--- Data provided Enclosed Below ---
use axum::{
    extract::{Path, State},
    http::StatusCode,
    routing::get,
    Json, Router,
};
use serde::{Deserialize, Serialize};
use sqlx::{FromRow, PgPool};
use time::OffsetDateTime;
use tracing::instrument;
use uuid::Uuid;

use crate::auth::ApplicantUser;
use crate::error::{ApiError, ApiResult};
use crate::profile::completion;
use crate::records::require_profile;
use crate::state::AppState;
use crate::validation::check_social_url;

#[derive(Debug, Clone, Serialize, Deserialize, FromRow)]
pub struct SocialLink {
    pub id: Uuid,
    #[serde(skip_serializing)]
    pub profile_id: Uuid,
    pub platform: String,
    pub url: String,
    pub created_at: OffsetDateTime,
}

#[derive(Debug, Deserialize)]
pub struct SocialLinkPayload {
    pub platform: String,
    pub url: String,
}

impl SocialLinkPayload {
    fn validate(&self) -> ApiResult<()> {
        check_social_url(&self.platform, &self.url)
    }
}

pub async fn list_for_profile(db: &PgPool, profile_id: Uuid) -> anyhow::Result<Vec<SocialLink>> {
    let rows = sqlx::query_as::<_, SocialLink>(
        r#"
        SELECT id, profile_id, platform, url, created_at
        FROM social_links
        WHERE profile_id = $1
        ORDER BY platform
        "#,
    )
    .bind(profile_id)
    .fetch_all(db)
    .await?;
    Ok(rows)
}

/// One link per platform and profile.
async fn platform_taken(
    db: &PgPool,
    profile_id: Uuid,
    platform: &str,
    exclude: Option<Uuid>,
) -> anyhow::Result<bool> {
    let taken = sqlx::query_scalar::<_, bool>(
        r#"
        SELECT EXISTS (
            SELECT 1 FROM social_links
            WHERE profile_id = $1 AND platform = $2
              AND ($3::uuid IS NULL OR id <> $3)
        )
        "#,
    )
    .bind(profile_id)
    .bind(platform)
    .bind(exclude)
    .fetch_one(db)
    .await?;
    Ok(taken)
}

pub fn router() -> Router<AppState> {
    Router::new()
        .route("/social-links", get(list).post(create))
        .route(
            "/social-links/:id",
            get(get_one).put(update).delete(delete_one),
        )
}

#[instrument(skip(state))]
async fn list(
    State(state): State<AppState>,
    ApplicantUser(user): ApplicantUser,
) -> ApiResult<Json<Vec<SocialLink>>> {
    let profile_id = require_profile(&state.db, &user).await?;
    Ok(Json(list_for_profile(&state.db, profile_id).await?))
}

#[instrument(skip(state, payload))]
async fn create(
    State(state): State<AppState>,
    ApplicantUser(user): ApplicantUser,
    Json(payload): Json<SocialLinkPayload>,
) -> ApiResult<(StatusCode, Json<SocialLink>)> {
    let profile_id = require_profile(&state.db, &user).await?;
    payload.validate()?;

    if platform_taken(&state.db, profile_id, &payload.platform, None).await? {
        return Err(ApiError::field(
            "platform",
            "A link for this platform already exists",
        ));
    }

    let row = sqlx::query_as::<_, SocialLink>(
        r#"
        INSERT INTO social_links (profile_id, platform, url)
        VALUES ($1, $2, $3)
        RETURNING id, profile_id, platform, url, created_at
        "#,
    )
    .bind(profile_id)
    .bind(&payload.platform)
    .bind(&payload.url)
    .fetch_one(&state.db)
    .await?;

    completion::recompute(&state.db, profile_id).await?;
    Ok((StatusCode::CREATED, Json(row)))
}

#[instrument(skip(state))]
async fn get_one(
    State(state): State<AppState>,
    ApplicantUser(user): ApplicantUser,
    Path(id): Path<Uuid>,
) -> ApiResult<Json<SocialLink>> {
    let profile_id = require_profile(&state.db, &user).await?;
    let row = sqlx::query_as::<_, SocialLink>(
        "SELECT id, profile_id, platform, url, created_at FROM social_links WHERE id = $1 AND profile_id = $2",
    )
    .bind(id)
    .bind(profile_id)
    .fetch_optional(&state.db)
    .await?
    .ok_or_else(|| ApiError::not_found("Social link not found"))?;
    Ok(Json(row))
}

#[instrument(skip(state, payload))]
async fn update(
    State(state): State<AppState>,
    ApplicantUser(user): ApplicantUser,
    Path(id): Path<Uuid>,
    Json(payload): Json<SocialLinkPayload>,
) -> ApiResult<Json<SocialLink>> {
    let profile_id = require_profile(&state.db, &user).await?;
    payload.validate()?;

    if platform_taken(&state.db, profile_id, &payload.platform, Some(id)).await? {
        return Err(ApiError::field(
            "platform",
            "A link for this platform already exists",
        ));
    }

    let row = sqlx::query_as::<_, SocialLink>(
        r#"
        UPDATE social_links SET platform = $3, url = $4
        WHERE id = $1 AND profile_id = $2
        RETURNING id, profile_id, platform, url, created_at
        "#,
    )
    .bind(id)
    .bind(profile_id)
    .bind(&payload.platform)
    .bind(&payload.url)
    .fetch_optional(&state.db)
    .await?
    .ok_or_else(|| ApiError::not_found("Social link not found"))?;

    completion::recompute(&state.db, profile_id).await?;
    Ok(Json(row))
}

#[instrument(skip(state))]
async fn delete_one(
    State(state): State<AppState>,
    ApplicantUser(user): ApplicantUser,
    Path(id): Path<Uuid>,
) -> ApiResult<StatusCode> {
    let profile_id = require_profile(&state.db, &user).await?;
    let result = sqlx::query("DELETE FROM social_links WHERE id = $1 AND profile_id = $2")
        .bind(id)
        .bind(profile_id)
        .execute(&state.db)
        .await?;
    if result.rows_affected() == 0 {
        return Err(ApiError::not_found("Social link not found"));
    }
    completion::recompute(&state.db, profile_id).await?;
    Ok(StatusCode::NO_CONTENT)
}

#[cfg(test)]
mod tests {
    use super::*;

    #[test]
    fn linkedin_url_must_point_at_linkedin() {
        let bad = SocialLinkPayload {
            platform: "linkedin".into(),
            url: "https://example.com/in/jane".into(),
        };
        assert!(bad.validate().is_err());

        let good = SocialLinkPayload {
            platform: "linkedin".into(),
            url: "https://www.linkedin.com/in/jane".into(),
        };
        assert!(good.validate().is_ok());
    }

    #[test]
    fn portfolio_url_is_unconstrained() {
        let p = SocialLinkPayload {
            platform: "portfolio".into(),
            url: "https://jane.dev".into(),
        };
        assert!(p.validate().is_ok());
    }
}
--- End of Enclosed Data provided ---
--- Data provided Enclosed Below ---
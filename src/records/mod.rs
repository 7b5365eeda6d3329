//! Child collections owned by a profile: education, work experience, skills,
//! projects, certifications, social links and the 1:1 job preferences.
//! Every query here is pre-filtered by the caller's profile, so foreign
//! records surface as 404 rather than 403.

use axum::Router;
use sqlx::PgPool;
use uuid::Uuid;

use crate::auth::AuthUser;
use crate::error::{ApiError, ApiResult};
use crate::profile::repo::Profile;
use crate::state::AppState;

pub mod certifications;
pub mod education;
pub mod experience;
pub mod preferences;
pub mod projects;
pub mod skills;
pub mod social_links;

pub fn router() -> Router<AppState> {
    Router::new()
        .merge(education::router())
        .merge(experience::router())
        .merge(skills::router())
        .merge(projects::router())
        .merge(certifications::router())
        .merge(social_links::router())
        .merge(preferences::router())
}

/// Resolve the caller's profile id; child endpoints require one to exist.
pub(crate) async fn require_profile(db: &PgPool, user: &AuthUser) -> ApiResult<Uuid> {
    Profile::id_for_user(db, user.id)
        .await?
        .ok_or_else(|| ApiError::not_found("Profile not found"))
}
--- End of Enclosed Data provided ---
**Activity**: From the listing above, return every line that carries the string "jane".

**Your response**:
            url: "https://example.com/in/jane".into(),
            url: "https://www.linkedin.com/in/jane".into(),
            url: "https://jane.dev".into(),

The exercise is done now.